Stored entries:

+++

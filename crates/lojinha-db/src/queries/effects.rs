//! Timed boosts and reaction emojis.

use anyhow::Result;
use rusqlite::Connection;

use crate::models::{ActiveBoostRow, EmojiStateRow};

// -- Boosts --

pub fn insert_boost(
    conn: &Connection,
    id: &str,
    user_id: &str,
    product_id: &str,
    multiplier: f64,
    expires_at: &str,
    now: &str,
) -> Result<()> {
    conn.execute(
        "INSERT INTO user_active_boosts (id, user_id, product_id, multiplier, expires_at, created_at)
         VALUES (?1, ?2, ?3, ?4, ?5, ?6)",
        rusqlite::params![id, user_id, product_id, multiplier, expires_at, now],
    )?;
    Ok(())
}

/// Unexpired boosts, the one ending soonest first.
pub fn active_boosts(conn: &Connection, user_id: &str, now: &str) -> Result<Vec<ActiveBoostRow>> {
    let mut stmt = conn.prepare(
        "SELECT id, product_id, multiplier, expires_at FROM user_active_boosts
         WHERE user_id = ?1 AND expires_at > ?2
         ORDER BY expires_at ASC",
    )?;
    let rows = stmt
        .query_map((user_id, now), |row| {
            Ok(ActiveBoostRow {
                id: row.get(0)?,
                product_id: row.get(1)?,
                multiplier: row.get(2)?,
                expires_at: row.get(3)?,
            })
        })?
        .collect::<std::result::Result<Vec<_>, _>>()?;
    Ok(rows)
}

pub fn delete_expired_boosts(conn: &Connection, now: &str) -> Result<usize> {
    Ok(conn.execute("DELETE FROM user_active_boosts WHERE expires_at <= ?1", [now])?)
}

// -- Emojis --

/// The emoji the bot should react with for this user, if one is selected.
pub fn active_emoji(conn: &Connection, user_id: &str) -> Result<Option<String>> {
    let mut stmt = conn.prepare(
        "SELECT emoji FROM user_active_emojis WHERE user_id = ?1 AND is_active = 1
         ORDER BY created_at DESC LIMIT 1",
    )?;
    let mut rows = stmt.query([user_id])?;
    match rows.next()? {
        Some(row) => Ok(Some(row.get(0)?)),
        None => Ok(None),
    }
}

pub fn emoji_states(conn: &Connection, user_id: &str) -> Result<Vec<EmojiStateRow>> {
    let mut stmt = conn.prepare(
        "SELECT product_id, emoji, is_active FROM user_active_emojis
         WHERE user_id = ?1 ORDER BY created_at ASC",
    )?;
    let rows = stmt
        .query_map([user_id], |row| {
            Ok(EmojiStateRow {
                product_id: row.get(0)?,
                emoji: row.get(1)?,
                is_active: row.get(2)?,
            })
        })?
        .collect::<std::result::Result<Vec<_>, _>>()?;
    Ok(rows)
}

/// Toggle the reaction emoji for a product.
///
/// Selecting a new emoji deselects every other one; selecting the active
/// one turns reactions off. Returns whether the emoji is active afterwards.
pub fn toggle_emoji(
    conn: &Connection,
    id: &str,
    user_id: &str,
    product_id: &str,
    emoji: &str,
    now: &str,
) -> Result<bool> {
    let currently_active: bool = conn
        .query_row(
            "SELECT COALESCE(MAX(is_active), 0) FROM user_active_emojis
             WHERE user_id = ?1 AND product_id = ?2",
            (user_id, product_id),
            |row| row.get(0),
        )?;

    conn.execute(
        "UPDATE user_active_emojis SET is_active = 0 WHERE user_id = ?1",
        [user_id],
    )?;

    if currently_active {
        return Ok(false);
    }

    conn.execute(
        "INSERT INTO user_active_emojis (id, user_id, product_id, emoji, is_active, created_at)
         VALUES (?1, ?2, ?3, ?4, 1, ?5)
         ON CONFLICT(user_id, product_id) DO UPDATE SET is_active = 1, emoji = excluded.emoji",
        (id, user_id, product_id, emoji, now),
    )?;
    Ok(true)
}
pub mod migrations;
pub mod models;
pub mod queries;

use anyhow::Result;
use chrono::{DateTime, SecondsFormat, Utc};
use rusqlite::Connection;
use std::path::Path;
use std::sync::Mutex;
use tracing::info;

pub use rusqlite::Transaction;

pub struct Database {
    conn: Mutex<Connection>,
}

impl Database {
    pub fn open(path: &Path) -> Result<Self> {
        let conn = Connection::open(path)?;

        // WAL mode for concurrent reads
        conn.pragma_update(None, "journal_mode", "WAL")?;
        conn.pragma_update(None, "foreign_keys", "ON")?;
        conn.busy_timeout(std::time::Duration::from_secs(5))?;

        migrations::run(&conn)?;

        info!("Database opened at {}", path.display());
        Ok(Self {
            conn: Mutex::new(conn),
        })
    }

    /// Fresh private database, used by tests.
    pub fn open_in_memory() -> Result<Self> {
        let conn = Connection::open_in_memory()?;
        conn.pragma_update(None, "foreign_keys", "ON")?;
        migrations::run(&conn)?;
        Ok(Self {
            conn: Mutex::new(conn),
        })
    }

    pub fn with_conn<F, T>(&self, f: F) -> Result<T>
    where
        F: FnOnce(&Connection) -> Result<T>,
    {
        let conn = self.conn.lock().map_err(|e| anyhow::anyhow!("DB lock poisoned: {}", e))?;
        f(&conn)
    }

    /// Run `f` inside one SQLite transaction. Any error rolls everything back.
    pub fn transaction<F, T, E>(&self, f: F) -> std::result::Result<T, E>
    where
        F: FnOnce(&Transaction<'_>) -> std::result::Result<T, E>,
        E: From<anyhow::Error>,
    {
        let mut conn = self
            .conn
            .lock()
            .map_err(|e| anyhow::anyhow!("DB lock poisoned: {}", e))?;
        let tx = conn.transaction().map_err(anyhow::Error::from)?;
        let value = f(&tx)?;
        tx.commit().map_err(anyhow::Error::from)?;
        Ok(value)
    }
}

/// Timestamps are stored as fixed-width RFC 3339 UTC text so that string
/// comparison in SQL matches chronological order.
pub fn db_time(at: DateTime<Utc>) -> String {
    at.to_rfc3339_opts(SecondsFormat::Millis, true)
}

pub fn parse_db_time(s: &str) -> Result<DateTime<Utc>> {
    Ok(DateTime::parse_from_rfc3339(s)?.with_timezone(&Utc))
}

+++

**Task details**
Please make an exact copy of the lines above from the line with "F: FnOnce(&Connection) ->" through the line with "so that string", both ends included.

**Answer to this exercise**
        F: FnOnce(&Connection) -> Result<T>,
    {
        let conn = self.conn.lock().map_err(|e| anyhow::anyhow!("DB lock poisoned: {}", e))?;
        f(&conn)
    }

    /// Run `f` inside one SQLite transaction. Any error rolls everything back.
    pub fn transaction<F, T, E>(&self, f: F) -> std::result::Result<T, E>
    where
        F: FnOnce(&Transaction<'_>) -> std::result::Result<T, E>,
        E: From<anyhow::Error>,
    {
        let mut conn = self
            .conn
            .lock()
            .map_err(|e| anyhow::anyhow!("DB lock poisoned: {}", e))?;
        let tx = conn.transaction().map_err(anyhow::Error::from)?;
        let value = f(&tx)?;
        tx.commit().map_err(anyhow::Error::from)?;
        Ok(value)
    }
}

/// Timestamps are stored as fixed-width RFC 3339 UTC text so that string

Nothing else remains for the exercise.